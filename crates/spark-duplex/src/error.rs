//! # error 模块说明
//!
//! ## 角色定位（Why）
//! - 集中定义双工流对外暴露的错误语义，调用方会对 [`StreamError::Closed`] 等变体做模式匹配；
//! - 每个变体提供稳定错误码（[`StreamError::code`]），便于日志与告警聚合。
//!
//! ## 传播策略（What）
//! - 写入期错误（序列化、已关闭、意外状态、传输失败）只回传给对应写入的完成回调，并以
//!   `Error` 事件通知，不终止流；
//! - 读路径的反序列化错误一律销毁流，因为无法归因到某次调用；
//! - 错误类型实现 `Clone`，同一个终止错误既要交给事件观察者，也要交给拉模式消费者。

use thiserror::Error;

use crate::close::CloseFrame;

/// 编解码失败的阶段。
#[derive(Clone, Copy, Debug, PartialEq, Eq, Hash)]
pub enum CodecErrorKind {
    /// 值 → 文本失败。
    Serialize,
    /// 文本 → 值失败。
    Deserialize,
    /// 文本解析成功，但得到的是“空值”。
    Absent,
}

/// 编解码器返回的错误。
///
/// 只保留可读描述而不持有底层错误对象，使其保持 `Clone + Eq`。
#[derive(Clone, Debug, Error, PartialEq, Eq)]
#[error("{kind:?}: {message}")]
pub struct CodecError {
    kind: CodecErrorKind,
    message: String,
}

impl CodecError {
    /// 构造编解码错误。
    pub fn new(kind: CodecErrorKind, message: impl Into<String>) -> Self {
        Self {
            kind,
            message: message.into(),
        }
    }

    /// 序列化失败。
    pub fn serialize(message: impl Into<String>) -> Self {
        Self::new(CodecErrorKind::Serialize, message)
    }

    /// 反序列化失败。
    pub fn deserialize(message: impl Into<String>) -> Self {
        Self::new(CodecErrorKind::Deserialize, message)
    }

    /// 解码结果为空值。
    pub fn absent() -> Self {
        Self::new(CodecErrorKind::Absent, "decoded value is null or absent")
    }

    /// 失败阶段。
    pub fn kind(&self) -> CodecErrorKind {
        self.kind
    }

    /// 可读描述。
    pub fn message(&self) -> &str {
        &self.message
    }
}

/// 双工流错误域。
///
/// # 教案式说明
/// - **意图 (Why)**：覆盖分类、编解码、写入与生命周期四类失败，调用方据此区分“可重试的单次写入失败”
///   与“流已终止”；
/// - **契约 (What)**：`Closed` 的展示文本固定为 `"WebSocket CLOSING or CLOSED"`；
///   `Application` 允许携带自定义关闭帧，`destroy` 时会原样下发给对端；
/// - **风险 (Trade-offs)**：`Transport` 只保留文本描述，原生错误对象在适配器边界即被格式化。
#[derive(Clone, Debug, Error, PartialEq, Eq)]
#[non_exhaustive]
pub enum StreamError {
    /// 写入值无法序列化。
    #[error("can't serialize the value")]
    Serialization {
        /// 编解码器给出的原因。
        source: CodecError,
    },

    /// 收到的帧无法反序列化，或解出空值。
    #[error("can't deserialize the value")]
    Deserialization {
        /// 编解码器给出的原因。
        source: CodecError,
    },

    /// 连接处于 CLOSING/CLOSED，或流已被销毁。
    #[error("WebSocket CLOSING or CLOSED")]
    Closed,

    /// `end()` 之后仍尝试写入。
    #[error("write after end")]
    WriteAfterEnd,

    /// 分类器无法识别连接对象的形态。
    #[error("unsupported connection shape: [{members}]")]
    UnsupportedShape {
        /// 探测到的成员列表，逗号分隔。
        members: String,
    },

    /// 调用方给出的传输提示无法识别。
    #[error("unknown adapter type `{hint}`")]
    UnknownAdapterType {
        /// 原始提示字符串。
        hint: String,
    },

    /// 适配器报告了四值枚举之外的状态。
    #[error("unexpected connection status {status}")]
    UnexpectedStatus {
        /// 原生状态数值。
        status: u16,
    },

    /// 底层传输拒绝了一次操作。
    #[error("transport failure: {message}")]
    Transport {
        /// 传输层描述。
        message: String,
    },

    /// 应用层主动给出的错误，可携带关闭帧。
    #[error("{message}")]
    Application {
        /// 错误描述。
        message: String,
        /// `destroy` 时使用的关闭帧；缺省走 1011。
        close: Option<CloseFrame>,
    },
}

impl StreamError {
    /// 构造应用层错误。
    pub fn application(message: impl Into<String>) -> Self {
        Self::Application {
            message: message.into(),
            close: None,
        }
    }

    /// 为应用层错误附加关闭帧；其他变体原样返回。
    pub fn with_close(self, code: u16, reason: impl Into<String>) -> Self {
        match self {
            Self::Application { message, .. } => Self::Application {
                message,
                close: Some(CloseFrame::new(code, reason)),
            },
            other => other,
        }
    }

    /// 错误自带的关闭帧。
    pub fn close_frame(&self) -> Option<&CloseFrame> {
        match self {
            Self::Application { close, .. } => close.as_ref(),
            _ => None,
        }
    }

    /// 是否为 [`StreamError::Closed`]。
    pub fn is_closed(&self) -> bool {
        matches!(self, Self::Closed)
    }

    /// 稳定错误码。
    pub fn code(&self) -> &'static str {
        match self {
            Self::Serialization { .. } => "duplex.codec.serialize",
            Self::Deserialization { .. } => "duplex.codec.deserialize",
            Self::Closed => "duplex.write.closed",
            Self::WriteAfterEnd => "duplex.write.after_end",
            Self::UnsupportedShape { .. } => "duplex.classify.unsupported_shape",
            Self::UnknownAdapterType { .. } => "duplex.classify.unknown_adapter",
            Self::UnexpectedStatus { .. } => "duplex.connection.unexpected_status",
            Self::Transport { .. } => "duplex.transport.failure",
            Self::Application { .. } => "duplex.application",
        }
    }

    pub(crate) fn transport(err: impl core::fmt::Display) -> Self {
        Self::Transport {
            message: err.to_string(),
        }
    }
}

(What you need to do) Your answer should be the lines of the records that hold the string "destroy".

(Reply to the exercise)
///   `Application` 允许携带自定义关闭帧，`destroy` 时会原样下发给对端；
        /// `destroy` 时使用的关闭帧；缺省走 1011。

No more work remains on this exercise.